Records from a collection
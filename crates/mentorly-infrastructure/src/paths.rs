//! Unified path management for mentorly configuration and data files.
//!
//! # Directory Structure
//!
//! ```text
//! ~/.config/mentorly/          # Config directory
//! └── config.toml              # Application configuration
//!
//! ~/.local/share/mentorly/     # Data directory
//! └── data/                    # JSON data API mirror
//!     ├── user/
//!     │   ├── _index.json
//!     │   └── <id>.json
//!     ├── session/
//!     └── ...
//! ```

use std::path::{Path, PathBuf};

const APP_DIR: &str = "mentorly";

/// Errors that can occur during path resolution.
#[derive(Debug)]
pub enum PathError {
    /// Home directory could not be determined.
    HomeDirNotFound,
}

impl std::fmt::Display for PathError {
    fn fmt(&self, f: &mut std::fmt::Formatter<'_>) -> std::fmt::Result {
        match self {
            PathError::HomeDirNotFound => write!(f, "Cannot find home directory"),
        }
    }
}

impl std::error::Error for PathError {}

impl From<PathError> for mentorly_core::MentorlyError {
    fn from(err: PathError) -> Self {
        mentorly_core::MentorlyError::config(err.to_string())
    }
}

/// Resolves mentorly paths, optionally under a fixed base directory (tests).
#[derive(Debug, Clone, Default)]
pub struct MentorlyPaths {
    base_dir: Option<PathBuf>,
}

impl MentorlyPaths {
    /// Creates a resolver; with `Some(base)` every path lives under `base`.
    pub fn new(base_dir: Option<&Path>) -> Self {
        Self {
            base_dir: base_dir.map(Path::to_path_buf),
        }
    }

    /// Returns the configuration directory (e.g. `~/.config/mentorly/`).
    pub fn config_dir(&self) -> Result<PathBuf, PathError> {
        match &self.base_dir {
            Some(base) => Ok(base.join("config")),
            None => dirs::config_dir()
                .map(|dir| dir.join(APP_DIR))
                .ok_or(PathError::HomeDirNotFound),
        }
    }

    /// Returns the data directory (e.g. `~/.local/share/mentorly/`).
    pub fn data_dir(&self) -> Result<PathBuf, PathError> {
        match &self.base_dir {
            Some(base) => Ok(base.join("share")),
            None => dirs::data_dir()
                .map(|dir| dir.join(APP_DIR))
                .ok_or(PathError::HomeDirNotFound),
        }
    }

    /// Returns the path to `config.toml`.
    pub fn config_file(&self) -> Result<PathBuf, PathError> {
        Ok(self.config_dir()?.join("config.toml"))
    }

    /// Returns the default root of the JSON data directory.
    pub fn default_store_dir(&self) -> Result<PathBuf, PathError> {
        Ok(self.data_dir()?.join("data"))
    }
}

#[cfg(test)]
mod tests {
    use super::*;

    #[test]
    fn test_base_dir_override() {
        let paths = MentorlyPaths::new(Some(Path::new("/tmp/mentorly-test")));
        assert_eq!(
            paths.config_file().unwrap(),
            PathBuf::from("/tmp/mentorly-test/config/config.toml")
        );
        assert_eq!(
            paths.default_store_dir().unwrap(),
            PathBuf::from("/tmp/mentorly-test/share/data")
        );
    }
}
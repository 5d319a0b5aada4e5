//! Goal and habit DTOs.

use chrono::{DateTime, NaiveDate, Utc};
use mentorly_core::entity::parse_tag;
use mentorly_core::error::Result;
use mentorly_core::goal::{Goal, GoalStatus, Habit, HabitFrequency, HabitStatus};
use serde::Deserialize;

use super::{Ingest, IntoDomain};

#[derive(Debug, Clone, Deserialize)]
#[serde(rename_all = "camelCase")]
pub struct GoalDto {
    pub id: String,
    pub user_id: String,
    pub title: String,
    #[serde(default, alias = "identity")]
    pub identity_statement: Option<String>,
    #[serde(default)]
    pub description: Option<String>,
    #[serde(default)]
    pub category: Option<String>,
    #[serde(default)]
    pub status: Option<String>,
    #[serde(default)]
    pub target_date: Option<NaiveDate>,
    #[serde(default)]
    pub created_at: Option<DateTime<Utc>>,
}

impl IntoDomain<Goal> for GoalDto {
    fn into_domain(self) -> Result<Goal> {
        let status = match self.status.as_deref() {
            Some(raw) => parse_tag::<GoalStatus>("goal status", raw)?,
            None => GoalStatus::default(),
        };
        Ok(Goal {
            id: self.id,
            user_id: self.user_id,
            title: self.title,
            identity_statement: self.identity_statement.unwrap_or_default(),
            description: self.description.unwrap_or_default(),
            category: self.category,
            status,
            target_date: self.target_date,
            created_at: self.created_at.unwrap_or_default(),
        })
    }
}

impl Ingest for Goal {
    type Raw = GoalDto;
}

#[derive(Debug, Clone, Deserialize)]
#[serde(rename_all = "camelCase")]
pub struct HabitDto {
    pub id: String,
    pub goal_id: String,
    pub user_id: String,
    pub title: String,
    #[serde(default)]
    pub frequency: Option<String>,
    #[serde(default)]
    pub status: Option<String>,
    #[serde(default)]
    pub created_at: Option<DateTime<Utc>>,
}

impl IntoDomain<Habit> for HabitDto {
    fn into_domain(self) -> Result<Habit> {
        let frequency = match self.frequency.as_deref() {
            Some(raw) => parse_tag::<HabitFrequency>("habit frequency", raw)?,
            None => HabitFrequency::default(),
        };
        let status = match self.status.as_deref() {
            Some(raw) => parse_tag::<HabitStatus>("habit status", raw)?,
            None => HabitStatus::default(),
        };
        Ok(Habit {
            id: self.id,
            goal_id: self.goal_id,
            user_id: self.user_id,
            title: self.title,
            frequency,
            status,
            created_at: self.created_at.unwrap_or_default(),
        })
    }
}

impl Ingest for Habit {
    type Raw = HabitDto;
}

What you have to do
Lines from the one that contains "let frequency = match" through the final line of the entries must be duplicated exactly, and no other lines.

Written solution
        let frequency = match self.frequency.as_deref() {
            Some(raw) => parse_tag::<HabitFrequency>("habit frequency", raw)?,
            None => HabitFrequency::default(),
        };
        let status = match self.status.as_deref() {
            Some(raw) => parse_tag::<HabitStatus>("habit status", raw)?,
            None => HabitStatus::default(),
        };
        Ok(Habit {
            id: self.id,
            goal_id: self.goal_id,
            user_id: self.user_id,
            title: self.title,
            frequency,
            status,
            created_at: self.created_at.unwrap_or_default(),
        })
    }
}

impl Ingest for Habit {
    type Raw = HabitDto;
}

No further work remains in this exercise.